## [WORK TO BE COMPLETED]
State how many lines in the records below contain the word "axum". Nothing else is needed.

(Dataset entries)
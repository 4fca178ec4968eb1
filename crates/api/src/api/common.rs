// Common DTOs for public API
//
// These types are shared across multiple API endpoints.

use axum::http::StatusCode;
use axum::Json;
use serde::{Deserialize, Serialize};
use utoipa::ToSchema;

/// Standard error response for API endpoints.
#[derive(Debug, Clone, Serialize, Deserialize, ToSchema)]
pub struct ErrorResponse {
    /// Error message describing what went wrong.
    pub error: String,
}

impl ErrorResponse {
    pub fn new(error: impl Into<String>) -> Self {
        Self {
            error: error.into(),
        }
    }

    /// Convert to axum response tuple
    pub fn into_response(self, status: StatusCode) -> (StatusCode, Json<Self>) {
        (status, Json(self))
    }

    /// 500 with a fixed message; the cause is logged, never returned
    pub fn internal() -> (StatusCode, Json<Self>) {
        Self::new("Internal server error").into_response(StatusCode::INTERNAL_SERVER_ERROR)
    }

    pub fn not_found(what: &str) -> (StatusCode, Json<Self>) {
        Self::new(format!("{} not found", what)).into_response(StatusCode::NOT_FOUND)
    }

    pub fn bad_request(message: impl Into<String>) -> (StatusCode, Json<Self>) {
        Self::new(message).into_response(StatusCode::BAD_REQUEST)
    }
}

/// Response wrapper for list endpoints.
/// All list endpoints return responses wrapped in a `data` field.
#[derive(Debug, Clone, Serialize, Deserialize, ToSchema)]
pub struct ListResponse<T> {
    /// Array of items returned by the list operation.
    pub data: Vec<T>,
}

impl<T> ListResponse<T> {
    pub fn new(data: Vec<T>) -> Self {
        Self { data }
    }
}

impl<T> From<Vec<T>> for ListResponse<T> {
    fn from(data: Vec<T>) -> Self {
        Self { data }
    }
}

/// Error type for handlers: status plus JSON body
pub type ApiError = (StatusCode, Json<ErrorResponse>);

#[cfg(test)]
mod tests {
    use super::*;

    #[test]
    fn test_list_response_shape() {
        let json = serde_json::to_value(ListResponse::from(vec![1, 2, 3])).unwrap();
        assert_eq!(json, serde_json::json!({ "data": [1, 2, 3] }));
    }

    #[test]
    fn test_error_helpers() {
        let (status, Json(body)) = ErrorResponse::not_found("Chess player");
        assert_eq!(status, StatusCode::NOT_FOUND);
        assert_eq!(body.error, "Chess player not found");

        let (status, Json(body)) = ErrorResponse::internal();
        assert_eq!(status, StatusCode::INTERNAL_SERVER_ERROR);
        assert_eq!(body.error, "Internal server error");
    }
}
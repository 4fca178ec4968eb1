// Category service

use crate::storage::{models::CreateCategoryRow, StorageBackend};
use anyhow::Result;
use chessplayers_core::Category;
use std::sync::Arc;

pub struct CategoryService {
    db: Arc<StorageBackend>,
}

impl CategoryService {
    pub fn new(db: Arc<StorageBackend>) -> Self {
        Self { db }
    }

    pub async fn create(&self, category: String) -> Result<Category> {
        let row = self.db.create_category(CreateCategoryRow { category }).await?;
        tracing::info!(category_id = row.id, category = %row.category, "Category created");
        Ok(row.into())
    }

    pub async fn get(&self, id: i64) -> Result<Option<Category>> {
        Ok(self.db.get_category(id).await?.map(Into::into))
    }

    pub async fn list(&self) -> Result<Vec<Category>> {
        let rows = self.db.list_categories().await?;
        Ok(rows.into_iter().map(Into::into).collect())
    }
}
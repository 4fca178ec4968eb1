// Load seed data into the database
//
// Usage: DATABASE_URL=postgres://... cargo run --bin seed
//
// Runs migrations first, then inserts categories, chess players and users.
// Safe to run repeatedly: existing rows are skipped.

use anyhow::{Context, Result};
use chessplayers_api::auth::{config::hash_work_factor_from_vars, PasswordHasher};
use chessplayers_api::storage::{seed, StorageBackend};
use chessplayers_core::telemetry::{init_telemetry, TelemetryConfig};

#[tokio::main]
async fn main() -> Result<()> {
    dotenvy::dotenv().ok();
    init_telemetry(TelemetryConfig::from_env().with_default_filter("info"));

    let database_url =
        std::env::var("DATABASE_URL").context("DATABASE_URL environment variable required")?;

    let work_factor = hash_work_factor_from_vars(|name| std::env::var(name).ok())?;
    let hasher = PasswordHasher::new(work_factor)?;

    let db = StorageBackend::postgres(&database_url)
        .await
        .context("Failed to connect to database")?;

    let report = seed::seed(&db, &hasher).await?;
    println!(
        "seed data load complete: {} categories, {} players, {} users ({} already present)",
        report.categories_created,
        report.players_created,
        report.users_created,
        report.users_skipped
    );

    Ok(())
}
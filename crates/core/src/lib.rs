// Chess players domain
//
// DB-agnostic entity types shared by the API server and the seed tooling,
// plus the tracing initialisation every binary uses.

pub mod category;
pub mod player;
pub mod telemetry;
pub mod user;

pub use category::Category;
pub use player::ChessPlayer;
pub use user::{User, UserId};
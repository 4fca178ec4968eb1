// Generate a random SIGNING_SECRET
//
// Usage: echo "SIGNING_SECRET=$(cargo run --bin generate-secret)" >> .env

use chessplayers_api::auth::config::generate_signing_secret;

fn main() {
    println!("{}", generate_signing_secret());
}
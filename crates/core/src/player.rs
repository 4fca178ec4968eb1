// Chess player domain type

use serde::{Deserialize, Serialize};

#[cfg(feature = "openapi")]
use utoipa::ToSchema;

/// A chess player together with the name of its category, if any
#[derive(Debug, Clone, PartialEq, Eq, Serialize, Deserialize)]
#[cfg_attr(feature = "openapi", derive(ToSchema))]
pub struct ChessPlayer {
    pub id: i64,
    #[cfg_attr(feature = "openapi", schema(example = "Magnus Carlsen"))]
    pub name: String,
    /// FIDE-style rating
    #[cfg_attr(feature = "openapi", schema(example = 2847))]
    pub rating: i32,
    pub worldchampion: bool,
    #[cfg_attr(feature = "openapi", schema(example = "Norway"))]
    pub country: String,
    #[serde(default)]
    pub image: Option<String>,
    #[serde(default)]
    pub category_id: Option<i64>,
    /// Joined category name
    #[serde(default)]
    pub category: Option<String>,
}
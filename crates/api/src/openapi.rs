// OpenAPI specification generation
//
// This module defines the OpenAPI spec for the chess players API.
// The server publishes it at /api-doc/openapi.json.

use crate::api;
use crate::api::{ErrorResponse, ListResponse};
use crate::auth::routes::{CredentialsRequest, TokenResponse};
use chessplayers_core::{Category, ChessPlayer, User};
use utoipa::openapi::security::{HttpAuthScheme, HttpBuilder, SecurityScheme};
use utoipa::{Modify, OpenApi};

/// Registers the bearer scheme referenced by protected routes
struct BearerAuth;

impl Modify for BearerAuth {
    fn modify(&self, openapi: &mut utoipa::openapi::OpenApi) {
        let components = openapi.components.get_or_insert_with(Default::default);
        components.add_security_scheme(
            "bearer",
            SecurityScheme::Http(
                HttpBuilder::new()
                    .scheme(HttpAuthScheme::Bearer)
                    .bearer_format("JWT")
                    .build(),
            ),
        );
    }
}

/// OpenAPI documentation for the chess players API
#[derive(OpenApi)]
#[openapi(
    paths(
        crate::auth::routes::signup,
        crate::auth::routes::signin,
        api::players::create_player,
        api::players::list_players,
        api::players::get_player,
        api::players::update_player,
        api::players::delete_player,
        api::categories::create_category,
        api::categories::list_categories,
        api::categories::get_category,
        api::protected::probe,
        api::protected::me,
    ),
    components(
        schemas(
            ChessPlayer, Category, User,
            ErrorResponse,
            CredentialsRequest, TokenResponse,
            api::players::CreatePlayerRequest, api::players::UpdatePlayerRequest,
            api::categories::CreateCategoryRequest,
            api::protected::ProbeResponse,
            ListResponse<ChessPlayer>,
            ListResponse<Category>,
        )
    ),
    modifiers(&BearerAuth),
    tags(
        (name = "auth", description = "Signup and signin"),
        (name = "chessplayers", description = "Chess player management endpoints"),
        (name = "categories", description = "Category management endpoints"),
        (name = "protected", description = "Endpoints requiring a bearer token")
    ),
    info(
        title = "Chess Players API",
        description = "Chess players and categories with email/password accounts and bearer tokens",
        license(name = "MIT", url = "https://opensource.org/licenses/MIT")
    )
)]
pub struct ApiDoc;
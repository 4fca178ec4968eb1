// Authentication HTTP routes
// Decision: Signup and signin both answer `{token}`, no cookies or refresh tokens
// Decision: Unknown email and wrong password are the same 401 and cost the same work

use axum::{
    extract::{rejection::JsonRejection, State},
    routing::post,
    Json, Router,
};
use serde::{Deserialize, Serialize};
use utoipa::ToSchema;

use super::{error::AuthError, middleware::AuthState};
use crate::api::common::ErrorResponse;
use crate::storage::models::CreateUserRow;

/// Signup and signin request body
#[derive(Debug, Deserialize, ToSchema)]
pub struct CredentialsRequest {
    #[schema(example = "jon@user.com")]
    pub email: Option<String>,
    #[schema(example = "1234")]
    pub password: Option<String>,
}

/// Token response
#[derive(Debug, Serialize, Deserialize, ToSchema)]
pub struct TokenResponse {
    /// Bearer token for `Authorization: Bearer <token>`
    pub token: String,
}

/// Validated credentials
struct Credentials {
    email: String,
    password: String,
}

fn required(field: &'static str, value: Option<String>) -> Result<String, AuthError> {
    match value {
        Some(v) if !v.trim().is_empty() => Ok(v),
        _ => Err(AuthError::Validation(format!("{} is required", field))),
    }
}

fn credentials(
    body: Result<Json<CredentialsRequest>, JsonRejection>,
) -> Result<Credentials, AuthError> {
    let Json(req) = body.map_err(|rejection| {
        tracing::debug!(error = %rejection, "Rejected credentials body");
        AuthError::Validation("Request body must be JSON with email and password".to_string())
    })?;

    Ok(Credentials {
        email: required("email", req.email)?,
        password: required("password", req.password)?,
    })
}

/// Create auth routes
pub fn routes(state: AuthState) -> Router {
    Router::new()
        .route("/auth/signup", post(signup))
        .route("/auth/signin", post(signin))
        .with_state(state)
}

/// POST /auth/signup - Register a new user
#[utoipa::path(
    post,
    path = "/auth/signup",
    request_body = CredentialsRequest,
    responses(
        (status = 200, description = "User created", body = TokenResponse),
        (status = 400, description = "Missing email or password", body = ErrorResponse),
        (status = 409, description = "Email already registered", body = ErrorResponse),
        (status = 500, description = "Internal server error", body = ErrorResponse)
    ),
    tag = "auth"
)]
pub async fn signup(
    State(state): State<AuthState>,
    body: Result<Json<CredentialsRequest>, JsonRejection>,
) -> Result<Json<TokenResponse>, AuthError> {
    let Credentials { email, password } = credentials(body)?;

    let password_hash = state.hasher.hash_blocking(password).await.map_err(|e| {
        tracing::error!(error = ?e, "Password hashing failed");
        AuthError::Internal(e)
    })?;

    let user = state
        .db
        .insert_user(CreateUserRow {
            email,
            password_hash,
        })
        .await
        .map_err(|e| {
            let err = AuthError::from(e);
            if matches!(err, AuthError::DuplicateEmail) {
                tracing::info!("Signup rejected: email already registered");
            }
            err
        })?;

    let token = state.codec.issue(user.id)?;
    tracing::info!(user_id = user.id, "User signed up");

    Ok(Json(TokenResponse { token }))
}

/// POST /auth/signin - Exchange email and password for a token
#[utoipa::path(
    post,
    path = "/auth/signin",
    request_body = CredentialsRequest,
    responses(
        (status = 200, description = "Signed in", body = TokenResponse),
        (status = 400, description = "Missing email or password", body = ErrorResponse),
        (status = 401, description = "Invalid email or password", body = ErrorResponse),
        (status = 500, description = "Internal server error", body = ErrorResponse)
    ),
    tag = "auth"
)]
pub async fn signin(
    State(state): State<AuthState>,
    body: Result<Json<CredentialsRequest>, JsonRejection>,
) -> Result<Json<TokenResponse>, AuthError> {
    let Credentials { email, password } = credentials(body)?;

    let user = state.db.find_user_by_email(&email).await?;

    // Verify against a dummy digest when the user is absent
    let digest = match &user {
        Some(row) => row.password_hash.clone(),
        None => state.dummy_hash.to_string(),
    };
    let valid = state.hasher.verify_blocking(password, digest).await?;

    let user = match user {
        Some(row) if valid => row,
        _ => {
            tracing::debug!("Signin rejected");
            return Err(AuthError::InvalidCredentials);
        }
    };

    let token = state.codec.issue(user.id)?;
    tracing::info!(user_id = user.id, "User signed in");

    Ok(Json(TokenResponse { token }))
}

#[cfg(test)]
mod tests {
    use super::*;
    use crate::auth::{config::AuthConfig, password::PasswordHasher};
    use crate::storage::StorageBackend;
    use std::sync::Arc;

    fn state() -> AuthState {
        AuthState::with_hasher(
            &AuthConfig::with_secret("routes-test-secret"),
            PasswordHasher::with_memory_cost(1, 1024).unwrap(),
            Arc::new(StorageBackend::in_memory()),
        )
        .unwrap()
    }

    fn body(email: Option<&str>, password: Option<&str>) -> Result<Json<CredentialsRequest>, JsonRejection> {
        Ok(Json(CredentialsRequest {
            email: email.map(str::to_string),
            password: password.map(str::to_string),
        }))
    }

    #[tokio::test]
    async fn test_signup_then_signin_same_subject() {
        let state = state();

        let Json(signed_up) = signup(State(state.clone()), body(Some("jon@user.com"), Some("1234")))
            .await
            .unwrap();
        let Json(signed_in) = signin(State(state.clone()), body(Some("jon@user.com"), Some("1234")))
            .await
            .unwrap();

        let a = state.codec.verify(&signed_up.token).unwrap();
        let b = state.codec.verify(&signed_in.token).unwrap();
        assert_eq!(a.subject, b.subject);
    }

    #[tokio::test]
    async fn test_signup_requires_both_fields() {
        let state = state();

        let err = signup(State(state.clone()), body(None, Some("1234"))).await.unwrap_err();
        assert!(matches!(err, AuthError::Validation(ref m) if m == "email is required"));

        let err = signup(State(state.clone()), body(Some("jon@user.com"), Some("")))
            .await
            .unwrap_err();
        assert!(matches!(err, AuthError::Validation(ref m) if m == "password is required"));

        let err = signup(State(state), body(Some("   "), Some("1234"))).await.unwrap_err();
        assert!(matches!(err, AuthError::Validation(_)));
    }

    #[tokio::test]
    async fn test_duplicate_signup_keeps_original_password() {
        let state = state();
        let _signed_up = signup(State(state.clone()), body(Some("jon@user.com"), Some("1234")))
            .await
            .unwrap();

        let err = signup(State(state.clone()), body(Some("jon@user.com"), Some("other")))
            .await
            .unwrap_err();
        assert!(matches!(err, AuthError::DuplicateEmail));

        assert!(signin(State(state.clone()), body(Some("jon@user.com"), Some("1234")))
            .await
            .is_ok());
        assert!(matches!(
            signin(State(state), body(Some("jon@user.com"), Some("other"))).await,
            Err(AuthError::InvalidCredentials)
        ));
    }

    #[tokio::test]
    async fn test_signin_failures_are_the_same_error() {
        let state = state();
        let _signed_up = signup(State(state.clone()), body(Some("jon@user.com"), Some("1234")))
            .await
            .unwrap();

        let unknown = signin(State(state.clone()), body(Some("nobody@user.com"), Some("1234"))).await;
        let wrong = signin(State(state), body(Some("jon@user.com"), Some("4321"))).await;

        assert!(matches!(unknown, Err(AuthError::InvalidCredentials)));
        assert!(matches!(wrong, Err(AuthError::InvalidCredentials)));
    }
}
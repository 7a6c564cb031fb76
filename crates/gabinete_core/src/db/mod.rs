//! SQLite storage bootstrap and schema migration entry points.
//!
//! # Responsibility
//! - Open and configure SQLite connections for the service-desk core.
//! - Apply schema migrations in deterministic order.
//!
//! # Invariants
//! - Migration version is tracked via `PRAGMA user_version`.
//! - Migrations are additive only; no migration may drop a table or
//!   discard rows.
//! - Core code must not read/write application data before migrations
//!   succeed.

use std::error::Error;
use std::fmt::{Display, Formatter};

pub mod migrations;
mod open;

pub use open::{open_db, open_db_in_memory};

/// Default database file name used by the desk application.
pub const DEFAULT_DB_FILE: &str = "atendimentos.db";

pub type DbResult<T> = Result<T, DbError>;

#[derive(Debug)]
pub enum DbError {
    Sqlite(rusqlite::Error),
    UnsupportedSchemaVersion {
        db_version: u32,
        latest_supported: u32,
    },
}

impl Display for DbError {
    fn fmt(&self, f: &mut Formatter<'_>) -> std::fmt::Result {
        match self {
            Self::Sqlite(err) => write!(f, "{err}"),
            Self::UnsupportedSchemaVersion {
                db_version,
                latest_supported,
            } => write!(
                f,
                "database schema version {db_version} is newer than supported {latest_supported}"
            ),
        }
    }
}

impl Error for DbError {
    fn source(&self) -> Option<&(dyn Error + 'static)> {
        match self {
            Self::Sqlite(err) => Some(err),
            Self::UnsupportedSchemaVersion { .. } => None,
        }
    }
}

impl From<rusqlite::Error> for DbError {
    fn from(value: rusqlite::Error) -> Self {
        Self::Sqlite(value)
    }
}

## [OUTPUT BELOW]
4